Go through the data and copy each line where the word "HashMap" shows up.

◆ Data shown:
______________________________
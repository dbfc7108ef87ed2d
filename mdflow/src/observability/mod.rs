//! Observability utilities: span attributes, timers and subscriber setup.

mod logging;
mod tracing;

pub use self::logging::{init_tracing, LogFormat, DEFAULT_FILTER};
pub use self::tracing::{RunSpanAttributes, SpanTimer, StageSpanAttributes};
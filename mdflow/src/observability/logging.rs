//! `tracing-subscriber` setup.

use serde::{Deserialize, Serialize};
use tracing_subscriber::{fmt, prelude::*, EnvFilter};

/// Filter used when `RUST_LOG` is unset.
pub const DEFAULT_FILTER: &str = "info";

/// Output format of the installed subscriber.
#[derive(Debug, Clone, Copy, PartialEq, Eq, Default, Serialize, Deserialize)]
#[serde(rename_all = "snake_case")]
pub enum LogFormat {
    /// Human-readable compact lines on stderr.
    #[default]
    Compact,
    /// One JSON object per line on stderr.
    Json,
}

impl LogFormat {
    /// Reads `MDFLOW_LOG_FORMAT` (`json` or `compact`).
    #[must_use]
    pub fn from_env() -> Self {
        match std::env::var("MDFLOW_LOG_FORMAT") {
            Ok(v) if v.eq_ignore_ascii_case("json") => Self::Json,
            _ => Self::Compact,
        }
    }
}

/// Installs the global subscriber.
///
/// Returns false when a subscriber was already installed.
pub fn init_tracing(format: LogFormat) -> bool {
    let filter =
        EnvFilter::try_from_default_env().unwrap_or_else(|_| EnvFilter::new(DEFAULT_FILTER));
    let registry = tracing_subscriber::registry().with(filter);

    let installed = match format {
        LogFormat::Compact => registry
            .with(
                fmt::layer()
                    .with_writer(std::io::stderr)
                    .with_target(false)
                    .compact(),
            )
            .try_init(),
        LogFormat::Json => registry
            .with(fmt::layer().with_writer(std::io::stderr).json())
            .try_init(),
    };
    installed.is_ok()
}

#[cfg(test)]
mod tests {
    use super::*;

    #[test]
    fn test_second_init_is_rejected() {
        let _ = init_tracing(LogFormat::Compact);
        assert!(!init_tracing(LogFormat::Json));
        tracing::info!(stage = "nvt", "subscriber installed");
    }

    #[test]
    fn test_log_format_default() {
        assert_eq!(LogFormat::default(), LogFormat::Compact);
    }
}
______________________________
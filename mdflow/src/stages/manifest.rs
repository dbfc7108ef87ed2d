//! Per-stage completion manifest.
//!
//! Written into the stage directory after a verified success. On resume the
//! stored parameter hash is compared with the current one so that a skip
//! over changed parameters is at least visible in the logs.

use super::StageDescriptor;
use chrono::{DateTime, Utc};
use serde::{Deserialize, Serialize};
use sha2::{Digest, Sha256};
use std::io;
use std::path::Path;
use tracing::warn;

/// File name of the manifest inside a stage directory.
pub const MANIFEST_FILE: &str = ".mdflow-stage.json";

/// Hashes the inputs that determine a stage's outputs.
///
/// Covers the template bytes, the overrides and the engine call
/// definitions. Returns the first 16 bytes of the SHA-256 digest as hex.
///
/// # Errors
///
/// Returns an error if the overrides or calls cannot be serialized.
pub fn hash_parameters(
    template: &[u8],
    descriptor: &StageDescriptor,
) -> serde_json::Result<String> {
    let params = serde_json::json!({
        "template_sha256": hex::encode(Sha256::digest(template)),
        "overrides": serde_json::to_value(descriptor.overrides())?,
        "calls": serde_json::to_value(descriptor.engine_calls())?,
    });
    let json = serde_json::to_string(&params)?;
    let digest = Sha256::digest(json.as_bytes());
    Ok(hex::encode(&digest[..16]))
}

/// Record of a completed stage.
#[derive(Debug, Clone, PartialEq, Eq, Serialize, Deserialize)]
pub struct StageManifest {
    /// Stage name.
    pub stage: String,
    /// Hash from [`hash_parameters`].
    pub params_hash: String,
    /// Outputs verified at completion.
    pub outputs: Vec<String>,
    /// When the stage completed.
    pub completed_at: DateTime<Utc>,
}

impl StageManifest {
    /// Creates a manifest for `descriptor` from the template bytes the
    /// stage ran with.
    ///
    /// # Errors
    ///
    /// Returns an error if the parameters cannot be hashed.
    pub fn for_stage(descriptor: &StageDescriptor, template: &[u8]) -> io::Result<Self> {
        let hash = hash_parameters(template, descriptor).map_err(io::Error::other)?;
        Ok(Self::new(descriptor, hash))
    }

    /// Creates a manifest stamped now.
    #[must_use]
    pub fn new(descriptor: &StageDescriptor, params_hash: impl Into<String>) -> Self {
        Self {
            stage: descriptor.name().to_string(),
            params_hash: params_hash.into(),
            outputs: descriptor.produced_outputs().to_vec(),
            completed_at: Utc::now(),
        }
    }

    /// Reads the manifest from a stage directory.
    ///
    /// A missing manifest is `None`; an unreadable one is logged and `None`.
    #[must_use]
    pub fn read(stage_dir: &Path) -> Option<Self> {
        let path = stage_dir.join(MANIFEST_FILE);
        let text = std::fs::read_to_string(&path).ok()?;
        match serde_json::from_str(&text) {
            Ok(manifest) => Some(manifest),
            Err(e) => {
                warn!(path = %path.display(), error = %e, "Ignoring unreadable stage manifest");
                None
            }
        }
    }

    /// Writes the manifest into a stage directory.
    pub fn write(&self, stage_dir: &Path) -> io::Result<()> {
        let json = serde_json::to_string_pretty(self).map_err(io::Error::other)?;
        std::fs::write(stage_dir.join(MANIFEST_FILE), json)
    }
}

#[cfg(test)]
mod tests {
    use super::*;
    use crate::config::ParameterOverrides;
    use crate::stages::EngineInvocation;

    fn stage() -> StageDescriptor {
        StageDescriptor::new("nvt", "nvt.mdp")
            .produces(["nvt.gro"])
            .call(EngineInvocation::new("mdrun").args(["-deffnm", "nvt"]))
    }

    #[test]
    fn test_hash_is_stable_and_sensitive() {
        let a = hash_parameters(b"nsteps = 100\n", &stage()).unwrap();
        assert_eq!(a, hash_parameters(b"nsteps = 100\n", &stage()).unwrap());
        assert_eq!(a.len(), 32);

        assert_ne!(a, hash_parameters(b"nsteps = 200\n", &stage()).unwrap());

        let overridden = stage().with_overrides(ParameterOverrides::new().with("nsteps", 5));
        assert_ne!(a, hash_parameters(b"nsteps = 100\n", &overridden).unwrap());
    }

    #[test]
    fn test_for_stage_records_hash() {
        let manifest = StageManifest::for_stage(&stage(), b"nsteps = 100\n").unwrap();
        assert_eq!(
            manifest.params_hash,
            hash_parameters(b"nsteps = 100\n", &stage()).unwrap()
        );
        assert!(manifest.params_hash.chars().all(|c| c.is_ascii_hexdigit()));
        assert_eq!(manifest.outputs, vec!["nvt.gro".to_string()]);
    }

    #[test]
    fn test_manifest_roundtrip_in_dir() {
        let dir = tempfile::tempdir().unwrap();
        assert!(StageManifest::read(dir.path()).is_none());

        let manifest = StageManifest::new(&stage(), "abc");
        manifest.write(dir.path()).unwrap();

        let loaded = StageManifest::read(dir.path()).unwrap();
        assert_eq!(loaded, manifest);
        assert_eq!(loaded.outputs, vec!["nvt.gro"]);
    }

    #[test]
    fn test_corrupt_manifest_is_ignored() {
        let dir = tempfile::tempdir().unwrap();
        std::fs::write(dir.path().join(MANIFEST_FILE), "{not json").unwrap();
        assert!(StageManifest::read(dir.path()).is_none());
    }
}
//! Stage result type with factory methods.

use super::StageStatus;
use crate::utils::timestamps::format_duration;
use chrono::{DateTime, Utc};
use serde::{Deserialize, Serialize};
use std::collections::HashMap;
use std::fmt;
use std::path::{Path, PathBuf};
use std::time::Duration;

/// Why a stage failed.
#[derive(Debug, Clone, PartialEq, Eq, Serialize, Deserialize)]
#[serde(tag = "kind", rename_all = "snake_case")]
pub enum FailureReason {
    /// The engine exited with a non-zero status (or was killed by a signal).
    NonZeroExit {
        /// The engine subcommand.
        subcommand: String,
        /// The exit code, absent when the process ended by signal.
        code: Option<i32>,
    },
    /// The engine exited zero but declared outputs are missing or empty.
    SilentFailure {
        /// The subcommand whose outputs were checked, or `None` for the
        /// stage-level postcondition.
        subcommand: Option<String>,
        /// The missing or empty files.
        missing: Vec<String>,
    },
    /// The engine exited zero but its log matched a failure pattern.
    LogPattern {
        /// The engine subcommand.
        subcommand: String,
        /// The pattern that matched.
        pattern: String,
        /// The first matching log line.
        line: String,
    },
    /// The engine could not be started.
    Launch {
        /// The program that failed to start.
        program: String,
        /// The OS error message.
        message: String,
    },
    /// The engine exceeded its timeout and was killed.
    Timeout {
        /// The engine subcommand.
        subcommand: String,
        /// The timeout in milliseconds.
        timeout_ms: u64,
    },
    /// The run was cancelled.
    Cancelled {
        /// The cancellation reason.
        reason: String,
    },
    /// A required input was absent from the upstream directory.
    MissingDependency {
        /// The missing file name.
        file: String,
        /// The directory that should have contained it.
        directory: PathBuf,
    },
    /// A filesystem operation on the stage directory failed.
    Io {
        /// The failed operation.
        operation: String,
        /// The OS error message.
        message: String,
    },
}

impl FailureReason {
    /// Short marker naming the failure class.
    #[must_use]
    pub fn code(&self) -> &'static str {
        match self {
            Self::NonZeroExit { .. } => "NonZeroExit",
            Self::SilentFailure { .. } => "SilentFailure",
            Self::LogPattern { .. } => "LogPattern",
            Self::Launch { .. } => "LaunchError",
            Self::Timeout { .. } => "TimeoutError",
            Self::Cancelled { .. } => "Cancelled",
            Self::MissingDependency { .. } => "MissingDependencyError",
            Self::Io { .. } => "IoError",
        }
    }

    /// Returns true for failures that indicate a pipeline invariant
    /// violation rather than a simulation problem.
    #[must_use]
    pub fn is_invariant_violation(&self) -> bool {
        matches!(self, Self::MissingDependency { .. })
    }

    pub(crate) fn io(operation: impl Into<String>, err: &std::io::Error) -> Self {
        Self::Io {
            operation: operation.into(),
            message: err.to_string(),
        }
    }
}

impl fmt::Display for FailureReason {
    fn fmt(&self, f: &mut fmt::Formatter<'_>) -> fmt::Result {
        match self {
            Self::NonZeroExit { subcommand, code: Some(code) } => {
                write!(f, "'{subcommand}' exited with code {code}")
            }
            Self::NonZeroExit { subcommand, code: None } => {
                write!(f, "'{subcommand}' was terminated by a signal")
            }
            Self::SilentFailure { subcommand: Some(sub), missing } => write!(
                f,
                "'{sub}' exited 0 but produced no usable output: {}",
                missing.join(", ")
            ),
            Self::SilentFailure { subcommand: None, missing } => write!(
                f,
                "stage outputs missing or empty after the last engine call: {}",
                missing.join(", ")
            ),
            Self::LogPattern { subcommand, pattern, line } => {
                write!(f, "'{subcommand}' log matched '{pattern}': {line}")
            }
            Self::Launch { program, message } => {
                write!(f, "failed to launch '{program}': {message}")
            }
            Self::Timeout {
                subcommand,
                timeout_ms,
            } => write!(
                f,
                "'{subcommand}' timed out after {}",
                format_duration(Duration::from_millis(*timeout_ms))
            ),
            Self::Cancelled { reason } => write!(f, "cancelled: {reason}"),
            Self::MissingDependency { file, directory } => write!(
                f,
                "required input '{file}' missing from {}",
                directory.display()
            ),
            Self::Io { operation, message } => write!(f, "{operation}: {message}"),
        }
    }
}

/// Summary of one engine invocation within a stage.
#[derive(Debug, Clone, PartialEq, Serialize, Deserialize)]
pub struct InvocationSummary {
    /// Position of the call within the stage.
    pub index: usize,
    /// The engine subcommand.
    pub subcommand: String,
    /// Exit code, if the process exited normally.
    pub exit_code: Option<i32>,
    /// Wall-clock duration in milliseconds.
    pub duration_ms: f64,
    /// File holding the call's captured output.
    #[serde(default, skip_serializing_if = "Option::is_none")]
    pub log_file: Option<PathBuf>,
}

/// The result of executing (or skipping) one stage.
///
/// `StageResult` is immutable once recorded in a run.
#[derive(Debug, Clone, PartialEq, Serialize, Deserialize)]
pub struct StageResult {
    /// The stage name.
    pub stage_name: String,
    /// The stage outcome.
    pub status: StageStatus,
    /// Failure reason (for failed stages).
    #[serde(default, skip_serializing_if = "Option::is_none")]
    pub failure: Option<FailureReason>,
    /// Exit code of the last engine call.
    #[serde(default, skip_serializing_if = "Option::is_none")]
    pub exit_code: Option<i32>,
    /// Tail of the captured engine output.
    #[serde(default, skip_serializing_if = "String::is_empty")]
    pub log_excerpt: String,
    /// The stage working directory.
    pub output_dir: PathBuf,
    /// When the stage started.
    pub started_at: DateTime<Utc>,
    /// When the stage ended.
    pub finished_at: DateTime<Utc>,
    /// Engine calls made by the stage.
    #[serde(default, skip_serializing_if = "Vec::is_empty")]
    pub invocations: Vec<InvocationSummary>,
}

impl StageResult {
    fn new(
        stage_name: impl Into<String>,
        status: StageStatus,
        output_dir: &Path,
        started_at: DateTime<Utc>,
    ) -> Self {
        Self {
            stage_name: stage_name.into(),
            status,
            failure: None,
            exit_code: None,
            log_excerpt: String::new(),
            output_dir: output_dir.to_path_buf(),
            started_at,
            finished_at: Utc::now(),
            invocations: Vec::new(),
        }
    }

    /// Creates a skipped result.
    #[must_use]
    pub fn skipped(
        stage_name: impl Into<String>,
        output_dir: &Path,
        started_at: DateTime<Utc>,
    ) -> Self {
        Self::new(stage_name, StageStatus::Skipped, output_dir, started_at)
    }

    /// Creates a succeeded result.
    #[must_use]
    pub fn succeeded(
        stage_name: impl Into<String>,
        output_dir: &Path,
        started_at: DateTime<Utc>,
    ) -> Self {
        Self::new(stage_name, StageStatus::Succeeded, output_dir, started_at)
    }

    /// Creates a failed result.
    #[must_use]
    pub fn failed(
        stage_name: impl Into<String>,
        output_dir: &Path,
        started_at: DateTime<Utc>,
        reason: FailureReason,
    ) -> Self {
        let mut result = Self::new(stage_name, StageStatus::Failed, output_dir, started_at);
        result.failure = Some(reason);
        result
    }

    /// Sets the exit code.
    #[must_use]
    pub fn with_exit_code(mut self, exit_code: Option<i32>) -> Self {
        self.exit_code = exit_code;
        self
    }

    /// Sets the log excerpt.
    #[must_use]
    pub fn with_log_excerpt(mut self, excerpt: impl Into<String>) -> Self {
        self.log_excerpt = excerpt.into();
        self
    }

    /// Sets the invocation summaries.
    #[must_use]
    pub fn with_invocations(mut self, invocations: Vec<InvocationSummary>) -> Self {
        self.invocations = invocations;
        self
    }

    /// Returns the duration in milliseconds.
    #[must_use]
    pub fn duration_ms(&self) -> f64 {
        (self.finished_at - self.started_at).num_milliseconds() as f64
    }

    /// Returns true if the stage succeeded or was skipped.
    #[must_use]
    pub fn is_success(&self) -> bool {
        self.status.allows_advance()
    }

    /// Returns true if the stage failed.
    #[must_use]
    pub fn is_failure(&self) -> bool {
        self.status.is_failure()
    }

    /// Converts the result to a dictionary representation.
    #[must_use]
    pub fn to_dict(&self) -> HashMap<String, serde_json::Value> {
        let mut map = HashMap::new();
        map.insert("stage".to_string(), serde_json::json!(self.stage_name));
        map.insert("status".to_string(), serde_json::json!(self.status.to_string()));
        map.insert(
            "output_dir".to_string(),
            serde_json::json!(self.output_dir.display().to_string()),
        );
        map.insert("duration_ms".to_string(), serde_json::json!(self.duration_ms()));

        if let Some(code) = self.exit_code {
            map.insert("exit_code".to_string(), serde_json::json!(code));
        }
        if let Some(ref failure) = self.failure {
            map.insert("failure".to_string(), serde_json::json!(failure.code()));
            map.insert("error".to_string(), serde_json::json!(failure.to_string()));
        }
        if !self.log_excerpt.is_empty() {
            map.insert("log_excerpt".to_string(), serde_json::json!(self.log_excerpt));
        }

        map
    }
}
______________________________
◆ Result:
use std::collections::HashMap;
    pub fn to_dict(&self) -> HashMap<String, serde_json::Value> {
        let mut map = HashMap::new();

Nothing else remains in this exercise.